- Task -
The expected answer is every line of the material that contains the word "GeometrySegment".

- Given data -

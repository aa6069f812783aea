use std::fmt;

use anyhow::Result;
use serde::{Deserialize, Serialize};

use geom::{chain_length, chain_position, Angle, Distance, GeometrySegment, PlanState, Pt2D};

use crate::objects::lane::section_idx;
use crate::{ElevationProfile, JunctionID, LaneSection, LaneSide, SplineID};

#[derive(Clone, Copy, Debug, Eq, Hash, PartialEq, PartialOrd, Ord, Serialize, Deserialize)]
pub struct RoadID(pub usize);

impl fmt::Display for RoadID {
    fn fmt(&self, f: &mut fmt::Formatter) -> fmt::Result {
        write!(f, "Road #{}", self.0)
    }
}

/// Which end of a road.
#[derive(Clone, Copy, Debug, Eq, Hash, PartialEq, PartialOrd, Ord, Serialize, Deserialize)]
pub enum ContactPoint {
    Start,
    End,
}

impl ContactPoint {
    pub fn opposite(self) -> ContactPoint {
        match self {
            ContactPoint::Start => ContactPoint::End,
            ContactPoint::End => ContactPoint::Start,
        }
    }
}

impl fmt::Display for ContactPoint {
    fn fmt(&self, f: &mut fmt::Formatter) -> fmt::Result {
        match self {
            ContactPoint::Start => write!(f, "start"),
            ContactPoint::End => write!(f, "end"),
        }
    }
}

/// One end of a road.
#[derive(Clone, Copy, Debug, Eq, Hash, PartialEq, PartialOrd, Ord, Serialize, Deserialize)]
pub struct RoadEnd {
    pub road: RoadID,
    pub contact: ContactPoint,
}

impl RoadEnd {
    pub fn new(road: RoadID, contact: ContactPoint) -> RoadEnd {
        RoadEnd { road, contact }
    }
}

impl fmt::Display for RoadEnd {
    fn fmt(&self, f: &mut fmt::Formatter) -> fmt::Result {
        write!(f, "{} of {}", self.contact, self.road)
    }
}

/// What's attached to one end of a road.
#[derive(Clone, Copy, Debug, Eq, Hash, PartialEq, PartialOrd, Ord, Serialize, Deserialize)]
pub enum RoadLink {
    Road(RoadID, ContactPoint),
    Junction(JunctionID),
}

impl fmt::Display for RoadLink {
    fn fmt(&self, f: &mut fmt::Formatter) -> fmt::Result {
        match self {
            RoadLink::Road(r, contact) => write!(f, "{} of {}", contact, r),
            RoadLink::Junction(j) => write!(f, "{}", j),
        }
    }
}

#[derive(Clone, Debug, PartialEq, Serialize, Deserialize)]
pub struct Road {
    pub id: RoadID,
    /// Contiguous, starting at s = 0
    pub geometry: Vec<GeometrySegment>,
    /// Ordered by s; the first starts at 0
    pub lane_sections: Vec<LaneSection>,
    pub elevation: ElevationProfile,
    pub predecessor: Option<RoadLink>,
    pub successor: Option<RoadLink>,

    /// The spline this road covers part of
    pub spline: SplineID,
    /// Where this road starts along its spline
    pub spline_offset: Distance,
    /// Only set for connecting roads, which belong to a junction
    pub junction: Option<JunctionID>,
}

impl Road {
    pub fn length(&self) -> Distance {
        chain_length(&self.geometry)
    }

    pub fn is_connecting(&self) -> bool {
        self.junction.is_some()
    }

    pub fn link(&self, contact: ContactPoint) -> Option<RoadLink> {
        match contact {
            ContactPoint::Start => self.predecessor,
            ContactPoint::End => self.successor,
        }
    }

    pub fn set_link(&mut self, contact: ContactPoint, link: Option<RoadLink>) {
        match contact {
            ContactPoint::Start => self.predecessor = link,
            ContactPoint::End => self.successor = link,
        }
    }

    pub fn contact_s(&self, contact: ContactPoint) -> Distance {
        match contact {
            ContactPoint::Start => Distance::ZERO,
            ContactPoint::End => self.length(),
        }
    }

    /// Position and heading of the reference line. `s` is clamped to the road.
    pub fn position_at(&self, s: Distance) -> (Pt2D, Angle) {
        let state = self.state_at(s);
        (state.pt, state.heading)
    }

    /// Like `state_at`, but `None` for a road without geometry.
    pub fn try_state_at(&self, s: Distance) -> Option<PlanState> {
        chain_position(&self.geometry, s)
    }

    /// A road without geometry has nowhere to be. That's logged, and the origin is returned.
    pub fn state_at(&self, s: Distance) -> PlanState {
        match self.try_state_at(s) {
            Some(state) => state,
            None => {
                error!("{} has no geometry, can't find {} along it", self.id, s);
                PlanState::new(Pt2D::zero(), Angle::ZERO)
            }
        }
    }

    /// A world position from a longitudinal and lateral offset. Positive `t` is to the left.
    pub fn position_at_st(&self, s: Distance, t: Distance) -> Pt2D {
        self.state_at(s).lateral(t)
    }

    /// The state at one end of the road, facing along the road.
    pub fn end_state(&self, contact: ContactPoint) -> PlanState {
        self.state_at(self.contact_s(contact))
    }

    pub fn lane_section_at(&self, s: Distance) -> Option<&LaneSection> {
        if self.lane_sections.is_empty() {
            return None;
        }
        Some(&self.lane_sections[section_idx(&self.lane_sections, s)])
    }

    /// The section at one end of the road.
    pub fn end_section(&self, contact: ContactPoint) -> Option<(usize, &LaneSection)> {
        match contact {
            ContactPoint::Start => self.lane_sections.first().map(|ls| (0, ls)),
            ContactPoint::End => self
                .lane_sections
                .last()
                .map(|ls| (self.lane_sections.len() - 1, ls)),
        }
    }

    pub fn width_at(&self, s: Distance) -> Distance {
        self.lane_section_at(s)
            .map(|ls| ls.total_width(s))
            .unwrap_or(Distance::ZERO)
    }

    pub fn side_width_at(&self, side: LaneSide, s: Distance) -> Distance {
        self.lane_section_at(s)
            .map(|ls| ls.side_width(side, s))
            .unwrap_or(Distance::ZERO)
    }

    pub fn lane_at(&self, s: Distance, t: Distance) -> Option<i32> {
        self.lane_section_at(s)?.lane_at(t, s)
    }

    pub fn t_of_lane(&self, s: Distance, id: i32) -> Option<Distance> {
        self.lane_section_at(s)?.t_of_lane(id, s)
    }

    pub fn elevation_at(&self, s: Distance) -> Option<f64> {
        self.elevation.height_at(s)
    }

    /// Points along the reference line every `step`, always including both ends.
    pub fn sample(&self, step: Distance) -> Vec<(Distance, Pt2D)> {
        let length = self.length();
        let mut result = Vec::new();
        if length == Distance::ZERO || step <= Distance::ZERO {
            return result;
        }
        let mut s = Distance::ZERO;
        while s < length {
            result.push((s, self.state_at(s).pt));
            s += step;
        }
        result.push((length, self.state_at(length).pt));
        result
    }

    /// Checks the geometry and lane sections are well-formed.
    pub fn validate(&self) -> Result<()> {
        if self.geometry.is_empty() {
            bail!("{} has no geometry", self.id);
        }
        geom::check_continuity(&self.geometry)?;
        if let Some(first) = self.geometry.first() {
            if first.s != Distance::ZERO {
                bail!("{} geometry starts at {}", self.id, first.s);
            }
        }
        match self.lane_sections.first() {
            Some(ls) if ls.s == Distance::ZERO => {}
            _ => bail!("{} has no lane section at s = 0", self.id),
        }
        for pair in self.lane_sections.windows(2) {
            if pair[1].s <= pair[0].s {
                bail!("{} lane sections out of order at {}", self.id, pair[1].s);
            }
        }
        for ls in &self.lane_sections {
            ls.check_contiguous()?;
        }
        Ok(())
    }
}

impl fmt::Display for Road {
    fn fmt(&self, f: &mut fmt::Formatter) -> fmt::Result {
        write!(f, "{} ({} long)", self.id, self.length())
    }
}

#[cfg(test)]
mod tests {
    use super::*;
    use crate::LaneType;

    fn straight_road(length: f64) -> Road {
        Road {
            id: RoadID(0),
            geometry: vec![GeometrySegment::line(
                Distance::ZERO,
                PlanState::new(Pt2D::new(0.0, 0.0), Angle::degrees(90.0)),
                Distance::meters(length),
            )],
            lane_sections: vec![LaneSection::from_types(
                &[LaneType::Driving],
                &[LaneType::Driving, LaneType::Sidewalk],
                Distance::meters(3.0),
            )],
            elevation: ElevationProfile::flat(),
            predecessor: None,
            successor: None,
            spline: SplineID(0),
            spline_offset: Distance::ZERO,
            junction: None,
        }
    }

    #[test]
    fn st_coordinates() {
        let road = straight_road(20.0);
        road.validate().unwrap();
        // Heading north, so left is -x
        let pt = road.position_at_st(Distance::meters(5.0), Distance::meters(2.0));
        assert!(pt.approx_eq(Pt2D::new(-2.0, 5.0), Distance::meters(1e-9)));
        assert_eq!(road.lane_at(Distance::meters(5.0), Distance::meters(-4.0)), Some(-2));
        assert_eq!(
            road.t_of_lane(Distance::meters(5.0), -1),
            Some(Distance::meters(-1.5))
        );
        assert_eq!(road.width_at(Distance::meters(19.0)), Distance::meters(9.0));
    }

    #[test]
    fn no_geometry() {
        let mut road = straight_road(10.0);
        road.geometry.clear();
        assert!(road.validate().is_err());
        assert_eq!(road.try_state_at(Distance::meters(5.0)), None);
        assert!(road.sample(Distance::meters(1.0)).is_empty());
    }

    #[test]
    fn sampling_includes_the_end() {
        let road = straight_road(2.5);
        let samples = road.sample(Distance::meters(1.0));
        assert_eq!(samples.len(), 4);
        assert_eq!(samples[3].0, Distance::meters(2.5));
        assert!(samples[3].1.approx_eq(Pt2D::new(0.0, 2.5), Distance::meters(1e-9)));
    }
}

--

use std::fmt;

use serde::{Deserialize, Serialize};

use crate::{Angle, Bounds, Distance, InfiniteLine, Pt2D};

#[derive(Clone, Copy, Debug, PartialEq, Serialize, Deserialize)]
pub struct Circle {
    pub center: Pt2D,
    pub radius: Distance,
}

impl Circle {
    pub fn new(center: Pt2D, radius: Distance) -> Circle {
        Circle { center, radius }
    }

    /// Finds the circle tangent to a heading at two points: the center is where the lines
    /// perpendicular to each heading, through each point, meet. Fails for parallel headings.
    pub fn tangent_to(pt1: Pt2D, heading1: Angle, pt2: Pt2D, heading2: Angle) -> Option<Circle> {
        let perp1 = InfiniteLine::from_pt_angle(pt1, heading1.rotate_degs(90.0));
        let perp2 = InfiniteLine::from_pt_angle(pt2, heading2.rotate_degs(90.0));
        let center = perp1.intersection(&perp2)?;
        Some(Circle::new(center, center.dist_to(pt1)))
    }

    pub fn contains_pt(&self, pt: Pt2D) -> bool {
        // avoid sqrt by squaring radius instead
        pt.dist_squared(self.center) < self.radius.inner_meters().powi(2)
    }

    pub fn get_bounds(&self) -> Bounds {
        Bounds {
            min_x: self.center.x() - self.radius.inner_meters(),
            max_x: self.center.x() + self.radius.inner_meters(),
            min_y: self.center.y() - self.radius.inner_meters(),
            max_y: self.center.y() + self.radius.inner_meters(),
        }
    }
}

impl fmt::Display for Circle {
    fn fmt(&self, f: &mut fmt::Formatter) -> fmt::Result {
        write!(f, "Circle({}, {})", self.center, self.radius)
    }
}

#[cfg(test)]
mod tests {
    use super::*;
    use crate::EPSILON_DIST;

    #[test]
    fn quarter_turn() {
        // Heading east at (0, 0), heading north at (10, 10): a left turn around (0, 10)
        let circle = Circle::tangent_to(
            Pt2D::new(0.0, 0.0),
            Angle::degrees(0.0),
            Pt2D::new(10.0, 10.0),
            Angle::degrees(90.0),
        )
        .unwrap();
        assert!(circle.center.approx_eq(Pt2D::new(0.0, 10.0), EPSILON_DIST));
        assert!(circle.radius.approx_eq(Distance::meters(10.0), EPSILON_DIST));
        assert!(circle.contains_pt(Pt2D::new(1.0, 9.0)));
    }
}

==

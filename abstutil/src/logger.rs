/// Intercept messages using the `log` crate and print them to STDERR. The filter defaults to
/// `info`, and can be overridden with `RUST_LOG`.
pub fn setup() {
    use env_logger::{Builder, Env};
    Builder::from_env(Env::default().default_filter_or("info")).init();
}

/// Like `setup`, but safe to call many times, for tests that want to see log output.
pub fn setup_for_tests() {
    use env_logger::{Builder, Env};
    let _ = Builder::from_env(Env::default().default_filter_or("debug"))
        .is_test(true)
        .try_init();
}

- Your response -
use geom::{chain_length, chain_position, Angle, Distance, GeometrySegment, PlanState, Pt2D};
    pub geometry: Vec<GeometrySegment>,
            geometry: vec![GeometrySegment::line(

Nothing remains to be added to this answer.